Probably some reading might help....


----------



## hydra (Feb 21, 2009)

Yeah mickey, but your problem is not really FreeBSD related, it's Xorg related I believe... I felt somehow the same, give it a break and get and older ports snapshot, you'll make yourself and everybody around you really happy


----------



## graudeejs (Feb 21, 2009)

hydra said:
			
		

> Yeah mickey, but your problem is not really FreeBSD related, it's Xorg related I believe... I felt somehow the same, give it a break and get and older ports snapshot, you'll make yourself and everybody around you really happy



ye, i had same problem.... last week


----------



## nblxxx (Feb 21, 2009)

hydra said:
			
		

> I felt somehow the same, give it a break and get and older ports snapshot



can you please explain how can we do that, i'm interested in a snapshot with an older version of xorg.

thanks


----------



## ale (Feb 21, 2009)

You can try editing your ports-supfile adding _*default date=ccyy.mm.dd.hh.mm.ss_
Refer to man csup.

You may also want to try ports-mgmt/portdowngrade

EDIT:
IMHO, this is not the way to go.
I think that it's really better to have the latest from ports (unless broken) and try to fix your problems because sooner or later you'll get into troubles e.g.: you find a bug but no one is supporting you because you have an old version or you need ports X but it requires ports Y.1, ...


----------



## nblxxx (Feb 21, 2009)

thanks for your help



> I think that it's really better to have the latest from ports (unless broken) and try to fix your problems because sooner or later you'll get into troubles e.g.: you find a bug but no one is supporting you because you have an old version or you need ports X but it requires ports Y.1, ...



well i think i can assume that this snapshot is actually broken because i can't run most of my programs with the new xorg, plus i am not a freebsd specialist so i can't go and fix those bugs myself (their not really bugs, as far as i understood, there's still some features yet unimplemented)
i moved from linux (slackware) to freebsd recently and i really liked how powerful it is, though slackware people will never make such mistake, i mean the ports collection is supposed to be part of the system somehow since your system might become unstable and useless if you put on it an unstable package. 
asking users to test new versions of software is one thing, forcing them to deal with bugs and deep system reconfiguration without warning is really not very kind


----------



## meeb (Feb 21, 2009)

You may put something like "date=2009.01.10.00.00.00" into your ports supfile and refetch the hole tree or parts of it.


----------



## Anonymous (Feb 21, 2009)

whats the port supfile's path and what  date would i use for xorg that comes with 6.2?
Also what would i do after that?
portsnap fetch
portsnap extract?


----------



## ale (Feb 21, 2009)

To get the ports tree at a previos date you have to use csup and not portsnap.
http://www.freebsd.org/doc/en_US.ISO8859-1/books/handbook/ports.html

And also, are you having troubles with xorg-7.4? So there is no need to go back to the ports tree when 6.2 was released, you can go just a minute before the x11/libxcb commit (about 2009-01-23).

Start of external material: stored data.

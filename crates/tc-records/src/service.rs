//! Settings-page operations on tracking codes
//!
//! Every mutation on an existing record goes through [`authorize`] before
//! the payload is even validated, so a foreign record always looks missing.

use crate::authorization::authorize;
use crate::error::RecordError;
use crate::model::{Flash, IndexFilters, Saved, TrackingCodeForm, TrackingCodeIndex};
use crate::repository::TrackingCodeRepository;
use crate::validation::{RecordSettings, TrackingCodeInput};
use tc_model::{OwnerId, RecordId, TrackingRecord};

/// Tracking code CRUD for the acting owner
#[derive(Debug)]
pub struct TrackingCodeService<R> {
    repository: R,
    settings: RecordSettings,
}

impl<R: TrackingCodeRepository> TrackingCodeService<R> {
    /// Service over `repository` with default settings
    #[inline]
    #[must_use]
    pub fn new(repository: R) -> Self {
        Self {
            repository,
            settings: RecordSettings::default(),
        }
    }

    /// With validation settings
    #[inline]
    #[must_use]
    pub fn with_settings(mut self, settings: RecordSettings) -> Self {
        self.settings = settings;
        self
    }

    /// Underlying repository
    #[inline]
    #[must_use]
    pub fn repository(&self) -> &R {
        &self.repository
    }

    /// List the owner's tracking codes, newest first
    ///
    /// A blank `search` means no filter; the raw value is echoed back in
    /// the filters.
    ///
    /// # Errors
    /// Repository failures
    pub async fn index(
        &self,
        owner: OwnerId,
        search: Option<&str>,
    ) -> Result<TrackingCodeIndex, RecordError> {
        let needle = search.map(str::trim).filter(|s| !s.is_empty());
        let rows = self.repository.list_for_owner(owner, needle).await?;

        Ok(TrackingCodeIndex {
            tracking_codes: rows.iter().map(|row| row.summary()).collect(),
            filters: IndexFilters {
                search: search.unwrap_or_default().to_string(),
            },
        })
    }

    /// Create a tracking code owned by `owner`
    ///
    /// # Errors
    /// [`RecordError::Validation`] without persisting anything, or
    /// repository failures
    pub async fn store(
        &self,
        owner: OwnerId,
        input: &TrackingCodeInput,
    ) -> Result<Saved, RecordError> {
        let fields = input.validate(&self.settings)?;
        let tracking_code = self.repository.insert(owner, fields).await?;
        tracing::info!(%owner, id = %tracking_code.id, "tracking code created");

        Ok(Saved {
            tracking_code,
            flash: Flash::success("Tracking code created successfully."),
        })
    }

    /// Load the edit form for one of the owner's tracking codes
    ///
    /// # Errors
    /// [`RecordError::NotFound`] when missing or not owned by `owner`
    pub async fn edit(&self, owner: OwnerId, id: RecordId) -> Result<TrackingCodeForm, RecordError> {
        let found = self.repository.find(id).await?;
        Ok(authorize(owner, id, found)?.form())
    }

    /// Replace name and script of one of the owner's tracking codes
    ///
    /// # Errors
    /// [`RecordError::NotFound`] when missing or foreign,
    /// [`RecordError::Validation`] for bad input
    pub async fn update(
        &self,
        owner: OwnerId,
        id: RecordId,
        input: &TrackingCodeInput,
    ) -> Result<Saved, RecordError> {
        let found = self.repository.find(id).await?;
        authorize(owner, id, found)?;

        let fields = input.validate(&self.settings)?;
        let tracking_code = self.repository.update(id, fields).await?;
        tracing::info!(%owner, %id, "tracking code updated");

        Ok(Saved {
            tracking_code,
            flash: Flash::success("Tracking code updated successfully."),
        })
    }

    /// Delete one of the owner's tracking codes
    ///
    /// # Errors
    /// [`RecordError::NotFound`] when missing or foreign
    pub async fn destroy(&self, owner: OwnerId, id: RecordId) -> Result<Flash, RecordError> {
        let found = self.repository.find(id).await?;
        authorize(owner, id, found)?;

        if !self.repository.delete(id).await? {
            return Err(RecordError::NotFound(id));
        }
        tracing::info!(%owner, %id, "tracking code deleted");

        Ok(Flash::success("Tracking code deleted successfully."))
    }

    /// Records shared with customer-facing pages
    ///
    /// # Errors
    /// Repository failures
    pub async fn page_records(&self, owner: OwnerId) -> Result<Vec<TrackingRecord>, RecordError> {
        let rows = self.repository.list_for_owner(owner, None).await?;
        Ok(rows.iter().map(|row| row.to_record()).collect())
    }
}
//! Customer-facing page wiring
//!
//! A [`CustomerPage`] is one page lifetime: it loads consent, then keeps the
//! injected scripts in step with every consent change and every new set of
//! records handed to it by navigation.

use tc_consent::{ConsentStatus, ConsentStore, ConsentStoreBuilder};
use tc_injector::{ReconcileReport, ScriptDocument, ScriptInjector};
use tc_model::TrackingRecord;

/// Consent store, injector and document for one page lifetime
pub struct CustomerPage<D> {
    consent: ConsentStore,
    injector: ScriptInjector,
    document: D,
    records: Vec<TrackingRecord>,
    last_report: ReconcileReport,
}

impl<D: ScriptDocument> CustomerPage<D> {
    /// Load the page: resolve consent and run the first reconciliation
    #[must_use]
    pub fn load(
        consent: ConsentStoreBuilder,
        injector: ScriptInjector,
        document: D,
        records: Vec<TrackingRecord>,
    ) -> Self {
        let mut page = Self {
            consent: consent.load(),
            injector,
            document,
            records,
            last_report: ReconcileReport::default(),
        };
        page.reconcile();
        page
    }

    /// Banner "Accept all" action
    pub fn accept_all(&mut self) -> &ReconcileReport {
        self.consent.accept_all();
        self.reconcile()
    }

    /// Banner "Reject all" action
    pub fn reject_all(&mut self) -> &ReconcileReport {
        self.consent.reject_all();
        self.reconcile()
    }

    /// Replace the records, as after navigating to a page with different props
    pub fn set_records(&mut self, records: Vec<TrackingRecord>) -> &ReconcileReport {
        self.records = records;
        self.reconcile()
    }

    #[inline]
    #[must_use]
    pub fn status(&self) -> ConsentStatus {
        self.consent.status()
    }

    /// Whether the consent banner is showing
    #[inline]
    #[must_use]
    pub fn is_prompt_visible(&self) -> bool {
        self.consent.is_prompt_visible()
    }

    #[inline]
    #[must_use]
    pub fn consent(&self) -> &ConsentStore {
        &self.consent
    }

    #[inline]
    #[must_use]
    pub fn injector(&self) -> &ScriptInjector {
        &self.injector
    }

    #[inline]
    #[must_use]
    pub fn document(&self) -> &D {
        &self.document
    }

    #[inline]
    #[must_use]
    pub fn records(&self) -> &[TrackingRecord] {
        &self.records
    }

    /// Report of the most recent reconciliation
    #[inline]
    #[must_use]
    pub fn last_report(&self) -> &ReconcileReport {
        &self.last_report
    }

    fn reconcile(&mut self) -> &ReconcileReport {
        self.last_report =
            self.injector
                .reconcile(self.consent.status(), &self.records, &mut self.document);
        &self.last_report
    }
}

impl<D: std::fmt::Debug> std::fmt::Debug for CustomerPage<D> {
    fn fmt(&self, f: &mut std::fmt::Formatter<'_>) -> std::fmt::Result {
        f.debug_struct("CustomerPage")
            .field("consent", &self.consent)
            .field("injector", &self.injector)
            .field("document", &self.document)
            .field("records", &self.records.len())
            .finish_non_exhaustive()
    }
}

BTW, do you read /usr/ports/UPDATING before upgrading ports?


----------



## Anonymous (Feb 22, 2009)

Thanks for the help but I have now wasted 30 hours with nothing to show for it. Now there is nothing left to do except throw these cs's away and install windows or linux. freebsd is officially pointless


----------



## ale (Feb 22, 2009)

mickeyharvey70 said:
			
		

> Thanks for the help but I have now wasted 30 hours with nothing to show for it.


Why don't you read the documentation instead of whining ?
Why don't you provide information such logs, error messages, etc. instead just saying "this doesn't work" on threads with meaningless title?



			
				mickeyharvey70 said:
			
		

> Now there is nothing left to do except throw these cs's away and install windows or linux.


No one is forcing you to use FreeBSD. So good luck. 



			
				mickeyharvey70 said:
			
		

> freebsd is officially pointless


This is just your personal opinion.


----------



## Anonymous (Feb 22, 2009)

I have read the documentation, over and over and over again. 
There is no error message, just a black screen when I startx.
There is no reason for that to happen It was working on an earlier version. 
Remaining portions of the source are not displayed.